Christine: If you’ve got someone under 18, I would know the judge personally before you bring a client and a child to someone that’s not going to treat them well. Yeah, I mean, you know what, though, I had lunch with the judge, a friend of mine grabbed me at Advanced family and grabbed some judge from some county near but not in San Antonio. Somewhere more rural than suburban. And he was lovely.

He was telling me some friend of his had submitted to Travis. He was like why didn’t he come to me? I would have done it. And his friend was like, real country, but was like, you know, better a happy daughter than a dead son. So sometimes you would be surprised that I think some of it is age, sometimes younger judges are better on these issues than we think. But yeah, don’t bring a kid before them if you’re not sure.

Holly: I probably wouldn’t take an adult before them if I wasn’t sure either.

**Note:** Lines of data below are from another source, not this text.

//! Simple sweep example: load a dataset directory and print the hierarchy.
//! Run with: cargo run --example simple_sweep [path/to/dataset_dir]

use gridsweep::prelude::*;
use gridsweep::report;
use std::path::Path;

fn main() -> Result<(), GridSweepError> {
    let dir = std::env::args()
        .nth(1)
        .unwrap_or_else(|| "tests/fixtures/ring_network".to_string());

    let (_dataset, result) = GridSweepCore::sweep_directory(
        Path::new(&dir),
        &LoaderOptions::default(),
        &SweepOptions::default(),
    )?;

    for row in &result.switching_elements {
        let closure = match &row.ring_closure {
            Some(c) => format!(" -> {} {} ({})", c.kind.as_str(), c.equipment_code, c.circuit),
            None if row.is_tie_candidate() => " -> no closure".to_string(),
            None => String::new(),
        };
        println!(
            "[{}] {} parent={} path={}{}",
            row.origin_circuit,
            row.element.operational_code,
            row.parent_operational_code.as_deref().unwrap_or("-"),
            row.upstream_path.join(","),
            closure
        );
    }

    println!("\n{}", report::summary_table(&result));
    Ok(())
}
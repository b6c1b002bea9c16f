//! Two-phase network traversal
//!
//! 1. [`energization`]: one depth-first sweep per circuit from its breaker,
//!    building the protection hierarchy and collecting open tie candidates.
//! 2. [`ring`]: once every circuit is swept, a search behind each tie
//!    candidate for the equipment it would connect to if closed.
//!
//! [`aggregate`] then merges the per-circuit buffers into flat tables.

pub mod aggregate;
pub mod energization;
pub mod ring;

pub use aggregate::aggregate;
pub use energization::{sweep_circuit, CircuitSweep, SweepError, TieCandidate};
pub use ring::{
    annotate_ring_closures, search_ring_closure, EnergizedIndex, RingPassStats, RingSearch,
    DEFAULT_MAX_RING_STEPS,
};
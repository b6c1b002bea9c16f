//! Result aggregation
//!
//! Merges the private per-circuit buffers into three flat tables and counts
//! what each circuit reached.

use std::collections::HashSet;

use crate::results::{
    CircuitSummary, LineResult, RingKind, SweepResult, SwitchingElementResult, TransformerResult,
};

use super::energization::CircuitSweep;

/// Rows keyed by (id, origin circuit, parent code, upstream path)
trait RowKey {
    fn row_key(&self) -> (&str, &str, Option<&str>, &[String]);
}

impl RowKey for SwitchingElementResult {
    fn row_key(&self) -> (&str, &str, Option<&str>, &[String]) {
        (
            self.element.id.as_str(),
            self.origin_circuit.as_str(),
            self.parent_operational_code.as_deref(),
            self.upstream_path.as_slice(),
        )
    }
}

impl RowKey for LineResult {
    fn row_key(&self) -> (&str, &str, Option<&str>, &[String]) {
        (
            self.line.id.as_str(),
            self.origin_circuit.as_str(),
            self.parent_operational_code.as_deref(),
            self.upstream_path.as_slice(),
        )
    }
}

impl RowKey for TransformerResult {
    fn row_key(&self) -> (&str, &str, Option<&str>, &[String]) {
        (
            self.transformer.id.as_str(),
            self.origin_circuit.as_str(),
            self.parent_operational_code.as_deref(),
            self.upstream_path.as_slice(),
        )
    }
}

/// Keep the first row for every composite key, preserving order
fn dedupe<T: RowKey>(rows: Vec<T>) -> Vec<T> {
    let mut seen: HashSet<(String, String, Option<String>, Vec<String>)> = HashSet::new();
    let before = rows.len();
    let kept: Vec<T> = rows
        .into_iter()
        .filter(|row| {
            let (id, circuit, parent, path) = row.row_key();
            seen.insert((
                id.to_string(),
                circuit.to_string(),
                parent.map(str::to_string),
                path.to_vec(),
            ))
        })
        .collect();
    if kept.len() != before {
        tracing::warn!("Dropped {} duplicate result rows", before - kept.len());
    }
    kept
}

fn summarize(sweep: &CircuitSweep) -> CircuitSummary {
    let mut summary = CircuitSummary {
        circuit: sweep.circuit.clone(),
        breaker_found: true,
        switching_elements: sweep.switching_elements.len(),
        lines: sweep.lines.len(),
        transformers: sweep.transformers.len(),
        open_ties: sweep.tie_candidates.len(),
        ..Default::default()
    };
    for candidate in &sweep.tie_candidates {
        match sweep.switching_elements[candidate.row]
            .ring_closure
            .as_ref()
            .map(|c| c.kind)
        {
            Some(RingKind::Internal) => summary.internal_rings += 1,
            Some(RingKind::External) => summary.external_ties += 1,
            None => summary.unresolved_ties += 1,
        }
    }
    summary
}

/// Merge swept circuits into the final tables.
///
/// `circuits` gives the reporting order of the summaries; circuits without a
/// sweep (no breaker) get an empty summary with `breaker_found = false`.
pub fn aggregate(circuits: &[String], sweeps: Vec<CircuitSweep>, deduplicate: bool) -> SweepResult {
    let mut result = SweepResult::default();

    for circuit in circuits {
        match sweeps.iter().find(|s| &s.circuit == circuit) {
            Some(sweep) => result.summaries.push(summarize(sweep)),
            None => result.summaries.push(CircuitSummary {
                circuit: circuit.clone(),
                ..Default::default()
            }),
        }
    }

    for sweep in sweeps {
        result.switching_elements.extend(sweep.switching_elements);
        result.lines.extend(sweep.lines);
        result.transformers.extend(sweep.transformers);
    }

    if deduplicate {
        result.switching_elements = dedupe(result.switching_elements);
        result.lines = dedupe(result.lines);
        result.transformers = dedupe(result.transformers);
    }

    result
}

Christine: I mean, make sure your client is like, yes, let’s like, work on the local judge and try to change the law here. And I want to be an activist and participate in that. Or if you’re just like, do you want to get it done with a minimum of fuss, you know. So as soon as I feel like the lawyers like, oh, I know, the judges here, it’ll be great. I’m like, does your client want to do that, though? And some clients do. Some clients are willing to do that. But I think that should be presented to them as an option.

Holly: Okay, so switching gears a little bit. I wanted to talk some about issues in divorce that are specific to, or unique to dealing with LGBTQ+ or opposing parties, I suppose. So talk a little bit about the importance of understanding and using proper technology. Not technology, terminology. So talk to us a little bit about the importance of that.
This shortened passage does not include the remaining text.